··· Records supplied

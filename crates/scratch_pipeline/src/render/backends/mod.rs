//! Rendering backend implementations
//!
//! Currently a single headless backend that validates and records command
//! streams.

pub mod recording;

pub use recording::{RecordingBackend, Submission};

······

Exercise goal → The entries need to be set down again in full, with no word changed.

Response area →
filename crates/scratch_pipeline/src/render/backends/mod.rs
//! Rendering backend implementations
//!
//! Currently a single headless backend that validates and records command
//! streams.

pub mod recording;

pub use recording::{RecordingBackend, Submission};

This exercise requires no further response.